The call to action is a simple aspect of a website and still remains one of the most important pieces you can focus on when you're designing. It's a well-accepted concept that you have a brief moment between when a person loads your website/page and takes an action.
You want that person to act on your designed desired action so focusing the design around that specific action is paramount to the success of the page itself. You must make sure the one thing you want a person to do when they load your website is easily found and acted upon.
There are a few questions you can ask yourself when laying out and working through the details of the website to ensure your 'call to action' is working for you. Is it different enough from the rest of the page design to stand out? Do the colour and shape have enough visual contrast be easily seen? Is the copy used to denote the action properly describing what the person needs to do or get out of clicking on it? How many calls to action buttons or links do you have on the page? Are they consistent?
These things all seem easy, but try running over these questions while visiting several websites throughout the rest of the day today and see what you uncover.
There is a current trend for product homepage designs to be very long, requiring users to scroll a good deal. This is absolutely fine, but make sure the page's call to action is pretty prominently placed. It's also common practice to have multiple calls to action placed throughout the page so they are easily accessed as the user scrolls.

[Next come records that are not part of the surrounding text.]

// SPDX-License-Identifier: MPL-2.0
//! Reusable drawing helpers.
//!
//! - [`checkerboard`] - Transparency checkerboard background pattern for
//!   displaying images with alpha channels

pub mod checkerboard;
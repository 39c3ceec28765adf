// SPDX-License-Identifier: MPL-2.0
//! Two-finger pinch recognition from touch events.

use super::{GestureSource, GestureState, PinchEvent, SurfaceSize};
use iced::{mouse, touch, Event, Point, Rectangle};

/// Finger separation (in pixels) below which a pinch cannot start; the scale
/// factor would be dominated by sensor noise.
const MIN_PINCH_DISTANCE: f32 = 1.0;

#[derive(Debug, Clone, Copy)]
struct ActivePinch {
    initial_distance: f32,
    last_factor: f32,
}

/// Recognizes a pinch from the first two fingers that land on the surface.
///
/// The reported location is the midpoint between the fingers and the scale
/// factor is their current distance over the distance at pinch start. Extra
/// fingers are ignored.
#[derive(Debug, Default)]
pub struct TouchPinch {
    fingers: Vec<(touch::Finger, Point)>,
    pinch: Option<ActivePinch>,
}

impl TouchPinch {
    fn position_of(&self, id: touch::Finger) -> Option<usize> {
        self.fingers.iter().position(|(finger, _)| *finger == id)
    }

    /// Midpoint and distance of the two tracked fingers.
    fn geometry(&self) -> Option<(Point, f32)> {
        match self.fingers.as_slice() {
            [(_, a), (_, b)] => {
                let midpoint = Point::new((a.x + b.x) / 2.0, (a.y + b.y) / 2.0);
                Some((midpoint, a.distance(*b)))
            }
            _ => None,
        }
    }

    fn event(state: GestureState, factor: f32, midpoint: Point, bounds: Rectangle) -> PinchEvent {
        let local = Point::new(midpoint.x - bounds.x, midpoint.y - bounds.y);
        PinchEvent::new(state, factor, local, SurfaceSize::from(bounds.size()))
    }

    fn try_begin(&mut self, bounds: Rectangle) -> Option<PinchEvent> {
        let (midpoint, distance) = self.geometry()?;
        if distance < MIN_PINCH_DISTANCE {
            return None;
        }
        self.pinch = Some(ActivePinch {
            initial_distance: distance,
            last_factor: 1.0,
        });
        log::debug!("touch pinch began at {midpoint:?}, span {distance:.1}px");
        Some(Self::event(GestureState::Began, 1.0, midpoint, bounds))
    }

    fn finish(&mut self, id: touch::Finger, state: GestureState, bounds: Rectangle) -> Option<PinchEvent> {
        let index = self.position_of(id)?;
        let ending = self.geometry().zip(self.pinch.take());
        self.fingers.remove(index);

        let ((midpoint, _), pinch) = ending?;
        log::debug!("touch pinch {state:?} at factor {:.3}", pinch.last_factor);
        Some(Self::event(state, pinch.last_factor, midpoint, bounds))
    }
}

impl GestureSource for TouchPinch {
    fn translate(
        &mut self,
        event: &Event,
        bounds: Rectangle,
        _cursor: mouse::Cursor,
    ) -> Option<PinchEvent> {
        let Event::Touch(touch_event) = event else {
            return None;
        };

        match *touch_event {
            touch::Event::FingerPressed { id, position } => {
                if self.fingers.len() >= 2 || !bounds.contains(position) {
                    return None;
                }
                if self.position_of(id).is_none() {
                    self.fingers.push((id, position));
                }
                self.try_begin(bounds)
            }
            touch::Event::FingerMoved { id, position } => {
                let index = self.position_of(id)?;
                self.fingers[index].1 = position;

                match self.pinch {
                    Some(mut pinch) => {
                        let (midpoint, distance) = self.geometry()?;
                        pinch.last_factor = distance / pinch.initial_distance;
                        self.pinch = Some(pinch);
                        Some(Self::event(
                            GestureState::Changed,
                            pinch.last_factor,
                            midpoint,
                            bounds,
                        ))
                    }
                    None => self.try_begin(bounds),
                }
            }
            touch::Event::FingerLifted { id, .. } => self.finish(id, GestureState::Ended, bounds),
            touch::Event::FingerLost { id, .. } => {
                self.finish(id, GestureState::Cancelled, bounds)
            }
        }
    }

    fn is_pinching(&self) -> bool {
        self.pinch.is_some()
    }

    fn reset(&mut self) {
        self.fingers.clear();
        self.pinch = None;
    }
}

#[cfg(test)]
mod tests {
    use super::*;
    use crate::test_utils::assert_abs_diff_eq;
    use iced::Size;

    fn bounds() -> Rectangle {
        Rectangle::new(Point::new(10.0, 20.0), Size::new(200.0, 100.0))
    }

    fn feed(pinch: &mut TouchPinch, event: touch::Event) -> Option<PinchEvent> {
        pinch.translate(&Event::Touch(event), bounds(), mouse::Cursor::Unavailable)
    }

    fn pressed(id: u64, x: f32, y: f32) -> touch::Event {
        touch::Event::FingerPressed {
            id: touch::Finger(id),
            position: Point::new(x, y),
        }
    }

    fn moved(id: u64, x: f32, y: f32) -> touch::Event {
        touch::Event::FingerMoved {
            id: touch::Finger(id),
            position: Point::new(x, y),
        }
    }

    fn lifted(id: u64) -> touch::Event {
        touch::Event::FingerLifted {
            id: touch::Finger(id),
            position: Point::ORIGIN,
        }
    }

    #[test]
    fn single_finger_does_not_pinch() {
        let mut pinch = TouchPinch::default();
        assert!(feed(&mut pinch, pressed(0, 50.0, 50.0)).is_none());
        assert!(feed(&mut pinch, moved(0, 80.0, 60.0)).is_none());
        assert!(!pinch.is_pinching());
    }

    #[test]
    fn second_finger_begins_at_local_midpoint() {
        let mut pinch = TouchPinch::default();
        feed(&mut pinch, pressed(0, 60.0, 70.0));
        let began = feed(&mut pinch, pressed(1, 100.0, 70.0)).expect("pinch begins");

        assert_eq!(began.state, GestureState::Began);
        assert_abs_diff_eq!(began.scale_factor, 1.0);
        assert_abs_diff_eq!(began.location.x, 70.0);
        assert_abs_diff_eq!(began.location.y, 50.0);
        assert_eq!(began.surface, SurfaceSize::new(200.0, 100.0));
    }

    #[test]
    fn spreading_fingers_reports_distance_ratio() {
        let mut pinch = TouchPinch::default();
        feed(&mut pinch, pressed(0, 60.0, 70.0));
        feed(&mut pinch, pressed(1, 100.0, 70.0));

        let changed = feed(&mut pinch, moved(1, 140.0, 70.0)).expect("pinch changes");
        assert_eq!(changed.state, GestureState::Changed);
        assert_abs_diff_eq!(changed.scale_factor, 2.0);

        let changed = feed(&mut pinch, moved(0, 120.0, 70.0)).expect("pinch changes");
        assert_abs_diff_eq!(changed.scale_factor, 0.5);
    }

    #[test]
    fn lifting_a_finger_ends_with_last_factor() {
        let mut pinch = TouchPinch::default();
        feed(&mut pinch, pressed(0, 60.0, 70.0));
        feed(&mut pinch, pressed(1, 100.0, 70.0));
        feed(&mut pinch, moved(1, 120.0, 70.0));

        let ended = feed(&mut pinch, lifted(0)).expect("pinch ends");
        assert_eq!(ended.state, GestureState::Ended);
        assert_abs_diff_eq!(ended.scale_factor, 1.5);
        assert!(!pinch.is_pinching());

        // The remaining finger alone cannot produce further events.
        assert!(feed(&mut pinch, moved(1, 150.0, 70.0)).is_none());
    }

    #[test]
    fn lost_finger_cancels() {
        let mut pinch = TouchPinch::default();
        feed(&mut pinch, pressed(0, 60.0, 70.0));
        feed(&mut pinch, pressed(1, 100.0, 70.0));

        let cancelled = feed(
            &mut pinch,
            touch::Event::FingerLost {
                id: touch::Finger(1),
                position: Point::ORIGIN,
            },
        )
        .expect("pinch cancels");
        assert_eq!(cancelled.state, GestureState::Cancelled);
    }

    #[test]
    fn presses_outside_the_surface_are_ignored() {
        let mut pinch = TouchPinch::default();
        feed(&mut pinch, pressed(0, 60.0, 70.0));
        assert!(feed(&mut pinch, pressed(1, 500.0, 70.0)).is_none());
        assert!(!pinch.is_pinching());
    }

    #[test]
    fn coincident_fingers_wait_for_separation() {
        let mut pinch = TouchPinch::default();
        feed(&mut pinch, pressed(0, 60.0, 70.0));
        assert!(feed(&mut pinch, pressed(1, 60.0, 70.0)).is_none());

        let began = feed(&mut pinch, moved(1, 80.0, 70.0)).expect("pinch begins once apart");
        assert_eq!(began.state, GestureState::Began);
    }

    #[test]
    fn third_finger_is_ignored() {
        let mut pinch = TouchPinch::default();
        feed(&mut pinch, pressed(0, 60.0, 70.0));
        feed(&mut pinch, pressed(1, 100.0, 70.0));
        assert!(feed(&mut pinch, pressed(2, 80.0, 90.0)).is_none());
        assert!(feed(&mut pinch, moved(2, 20.0, 30.0)).is_none());
        assert!(feed(&mut pinch, lifted(2)).is_none());
        assert!(pinch.is_pinching());
    }
}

In this long scrolling page scenario, consistency of both the visual design and copy used on the call to action is supremely important.
Here are five examples to check out...
On the design prototyping web app InVision's homepage the calls to action are all consistent in shape and colour.
The data dashboard web app Geckoboard has a long scrolling homepage design. The copy on the calls to action is consistent, using the word 'free' and being all the same colour.
The email marketing web app Mailchimp's website only has a single call to action. It's bright red/ orange, complementing the other colours used on the page. The copy says 'Sign Up Free', reinforcing you can use it for nothing.
The homepage of email marketing web app Emma uses different messages across calls to action, but they're all consistent in tone, colour and shape.
05. Campaign Monitor
Campaign Monitor is an email marketing web app that has a single call to action button on its website that's complementary in colour to the rest of the page. It's also clearly, and almost centrally, positioned.
Words: Gene Crawford
Gene's mission is to work tirelessly at providing inspiration and insight for developers. His projects include www.unmatchedstyle.com and conferences such as www.convergese.com
This article originally appeared in net magazine issue 242.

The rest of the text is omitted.